En este tratado de la paradoja, en este libro contenido, tenso e intenso como las piernas de las clavadistas o como una escena de Wong Kai-War, hay también un poema-homenaje a Joseph Brodsky, de cuya obra es traductor Hernández Busto. ‘Monumentos’ es eso y su contrario, una serie de materiales con los que seguir erigiendo lo paradójico, puesto que recoge “monumentos a cosas que no se produjeron/ o al acontecimiento que no tuvo lugar”, como “las guerras sanguinarias que no estallaron nunca”, “la orgía de los santos”, “la fe del escolar”, “al hermano menor que no quiso el poder” y, muy notablemente, “a los hijos que nunca repitieron la ruta del dolor”. Instantes, ariles, paradojas, ensueños.
En otro momento acompañamos a la voz poética en un paseo por el cementerio de San Michele, en Venecia, entre Ezra Pound, Diaguilev o Stravinksy, miembros de honor de esa tradición en la que también hay jerarquías: los privilegiados son los no olvidados, los “consentidos por el oficio de la memoria”, frente a los olvidados, que están “doblemente muertos”. Y es que la vida es un partido de tenis en el que siempre perdemos contra el olvido, escribe Hernández Busto en otro lugar. Ganar esos puntos, llegar al tie-break, jugar otro set desgañitándose y corriendo por el mero deleite de lanzar de nuevo la pelota, ser un Sísifo –por instantes– feliz.

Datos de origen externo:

//! WebSocket transport backed by tokio-tungstenite

use futures::{SinkExt, StreamExt};
use tokio::sync::oneshot;
use tokio::task::JoinHandle;
use tokio_tungstenite::{connect_async, tungstenite::Message};
use url::Url;

use super::transport::{Connector, EventSink, Transport, TransportEvent};

/// Opens one WebSocket connection per attempt
///
/// Each attempt runs on its own task. Must be used from within a Tokio
/// runtime context; [`UpdateChannel`](super::UpdateChannel) enters its
/// runtime before calling [`Connector::open`].
#[derive(Debug, Clone, Default)]
pub struct WsConnector;

impl WsConnector {
    pub fn new() -> Self {
        Self
    }
}

impl Connector for WsConnector {
    fn open(&self, address: &Url, sink: EventSink) -> Box<dyn Transport> {
        let (shutdown_tx, shutdown_rx) = oneshot::channel();
        let task = tokio::spawn(run_socket(address.clone(), sink, shutdown_rx));

        Box::new(WsTransport {
            shutdown: Some(shutdown_tx),
            task,
        })
    }
}

/// A running WebSocket attempt
pub struct WsTransport {
    shutdown: Option<oneshot::Sender<()>>,
    task: JoinHandle<()>,
}

impl Transport for WsTransport {
    fn close(&mut self) {
        if let Some(tx) = self.shutdown.take() {
            // Receiver gone means the socket task already finished
            if tx.send(()).is_err() {
                self.task.abort();
            }
        }
    }
}

impl Drop for WsTransport {
    fn drop(&mut self) {
        self.close();
    }
}

/// Drive one connection until it fails, closes, or is asked to shut down
async fn run_socket(address: Url, sink: EventSink, mut shutdown: oneshot::Receiver<()>) {
    log::debug!("[WebSocket] Connecting to {}", address);

    let stream = tokio::select! {
        _ = &mut shutdown => return,
        result = connect_async(address.as_str()) => match result {
            Ok((stream, _response)) => stream,
            Err(e) => {
                sink.emit(TransportEvent::Error(format!("connect failed: {}", e)));
                return;
            }
        },
    };

    sink.emit(TransportEvent::Opened);
    let (mut write, mut read) = stream.split();

    loop {
        tokio::select! {
            _ = &mut shutdown => {
                let _ = write.send(Message::Close(None)).await;
                let _ = write.close().await;
                return;
            }

            frame = read.next() => match frame {
                Some(Ok(Message::Text(text))) => sink.emit(TransportEvent::Message(text)),
                Some(Ok(Message::Binary(bytes))) => match String::from_utf8(bytes) {
                    Ok(text) => sink.emit(TransportEvent::Message(text)),
                    Err(_) => log::warn!("[WebSocket] Dropping non UTF-8 binary frame"),
                },
                Some(Ok(Message::Close(frame))) => {
                    if let Some(frame) = frame {
                        log::debug!("[WebSocket] Close frame: {} {}", frame.code, frame.reason);
                    }
                    sink.emit(TransportEvent::Closed);
                    return;
                }
                // Pings are answered by tungstenite itself
                Some(Ok(_)) => {}
                Some(Err(e)) => {
                    sink.emit(TransportEvent::Error(e.to_string()));
                    return;
                }
                None => {
                    sink.emit(TransportEvent::Closed);
                    return;
                }
            },
        }
    }
}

La tonalidad poética que hilvana esta suerte de fenomenología del instante tiene la melancolía en su ADN porque es consciente de la insuficiencia de su tejido constitutivo: los instantes de absoluto, ese acercamiento de la conciencia a lo universal, no pueden quedar recogidos en el lenguaje. “Qué alarde”, “qué equívoco, pretender guardar algo en una bolsa de palabras”, leemos aquí. Dicho de otra manera, no se gana el partido contra el olvido golpeando el aire con palabras. Toda escritura es, pues, un errar en las dos acepciones del término: la de caminar sin rumbo y la de la equivocación. Tal vez somos solo eso cuando escribimos, vagabundos del error.
Este libro, tejido con la discreción y el silencio de quien no quiere pisar una vida que fluye, aspira a erigir una poética del ensueño mientras sabe que, frente al ruido, “al fondo, indiferente, asoma un pájaro, oscuro y solitario, como el asa de una cafetera”.